[Dataset excerpts]
::::::::
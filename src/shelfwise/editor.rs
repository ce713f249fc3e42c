//! External editor integration for [`RecordForm`]s.
//!
//! A form is written to a temporary file as a small text document, opened in
//! the user's editor, and parsed back:
//!
//! ```text
//! # Edit Box 12
//! # Lines starting with '#' are ignored. Save unchanged to cancel.
//! name: Winter clothes
//! location: back left
//! type: plastic
//! shelf: 7
//! #     7  Shelf A
//! #     9  Shelf B
//! tags: winter, attic
//!
//! Everything after the first blank line is the description.
//! ```

use crate::error::{Result, ShelfwiseError};
use crate::form::RecordForm;
use std::env;
use std::fs;
use std::path::Path;
use std::process::Command;

const HELP_LINE: &str = "# Lines starting with '#' are ignored. Save unchanged to cancel.";

/// Renders a form as an editor buffer.
pub fn to_buffer(form: &RecordForm) -> String {
    let mut out = String::new();
    let id = match form.id {
        0 => "(new)".to_string(),
        id => id.to_string(),
    };
    out.push_str(&format!(
        "# {} {} {}\n",
        form.caption.trim(),
        form.kind.label(),
        id
    ));
    out.push_str(HELP_LINE);
    out.push('\n');
    out.push_str(&format!("name: {}\n", form.name));
    for field in &form.fields {
        out.push_str(&format!("{}: {}\n", field.key, field.value));
        for option in &field.options {
            out.push_str(&format!("# {:>5}  {}\n", option.id, option.name));
        }
    }
    out.push_str(&format!("tags: {}\n", form.tags));
    out.push('\n');
    out.push_str(&form.description);
    out
}

/// Parses an edited buffer on top of `template`.
///
/// Keys missing from the buffer keep the template's value; unknown keys are
/// an error so typos do not silently drop edits.
pub fn from_buffer(template: &RecordForm, buffer: &str) -> Result<RecordForm> {
    let mut form = template.clone();
    let mut lines = buffer.lines();

    for line in lines.by_ref() {
        if line.trim().is_empty() {
            break;
        }
        if line.starts_with('#') {
            continue;
        }
        let (key, value) = line
            .split_once(':')
            .ok_or_else(|| ShelfwiseError::Api(format!("Cannot read line \"{}\"", line)))?;
        let (key, value) = (key.trim(), value.trim());
        match key {
            "name" => form.name = value.to_string(),
            "tags" => form.tags = value.to_string(),
            _ => {
                let field = form
                    .fields
                    .iter_mut()
                    .find(|f| f.key == key)
                    .ok_or_else(|| ShelfwiseError::Api(format!("Unknown field \"{}\"", key)))?;
                field.value = value.to_string();
            }
        }
    }

    form.description = lines.collect::<Vec<_>>().join("\n").trim_end().to_string();
    Ok(form)
}

/// Gets the editor command from environment.
/// Checks $EDITOR, then $VISUAL, then falls back to common editors.
pub fn get_editor() -> Result<String> {
    for var in ["EDITOR", "VISUAL"] {
        if let Ok(editor) = env::var(var) {
            if !editor.is_empty() {
                return Ok(editor);
            }
        }
    }

    for fallback in &["vim", "vi", "nano"] {
        if Command::new("which")
            .arg(fallback)
            .output()
            .map(|o| o.status.success())
            .unwrap_or(false)
        {
            return Ok((*fallback).to_string());
        }
    }

    Err(ShelfwiseError::Api(
        "No editor found. Set $EDITOR environment variable.".to_string(),
    ))
}

/// Opens a file in the user's editor, waits for it to close and returns the
/// file's contents.
pub fn open_in_editor<P: AsRef<Path>>(file_path: P) -> Result<String> {
    let editor = get_editor()?;
    let path = file_path.as_ref();

    // $EDITOR may carry arguments, e.g. "code --wait"
    let mut parts = editor.split_whitespace();
    let program = parts.next().unwrap_or(editor.as_str());
    let status = Command::new(program)
        .args(parts)
        .arg(path)
        .status()
        .map_err(|e| ShelfwiseError::Api(format!("Failed to launch editor '{}': {}", editor, e)))?;

    if !status.success() {
        return Err(ShelfwiseError::Api(format!(
            "Editor '{}' exited with non-zero status",
            editor
        )));
    }

    fs::read_to_string(path).map_err(ShelfwiseError::Io)
}

/// Edits `form` in the user's editor. `Ok(None)` when the buffer came back
/// unchanged or empty.
pub fn edit_form(form: &RecordForm) -> Result<Option<RecordForm>> {
    let temp_file = env::temp_dir().join(format!("shelfwise_edit_{}.txt", std::process::id()));
    let initial = to_buffer(form);
    fs::write(&temp_file, &initial).map_err(ShelfwiseError::Io)?;

    let edited = open_in_editor(&temp_file);
    let _ = fs::remove_file(&temp_file);
    let edited = edited?;

    if edited.trim().is_empty() || edited.trim_end() == initial.trim_end() {
        return Ok(None);
    }
    from_buffer(form, &edited).map(Some)
}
::::::::
• _What you have to do_
Return the lines above, from the one containing "let _ = fs::remove_file(&temp_file);" to the end, exactly as they stand.

• _Written solution_
    let _ = fs::remove_file(&temp_file);
    let edited = edited?;

    if edited.trim().is_empty() || edited.trim_end() == initial.trim_end() {
        return Ok(None);
    }
    from_buffer(form, &edited).map(Some)
}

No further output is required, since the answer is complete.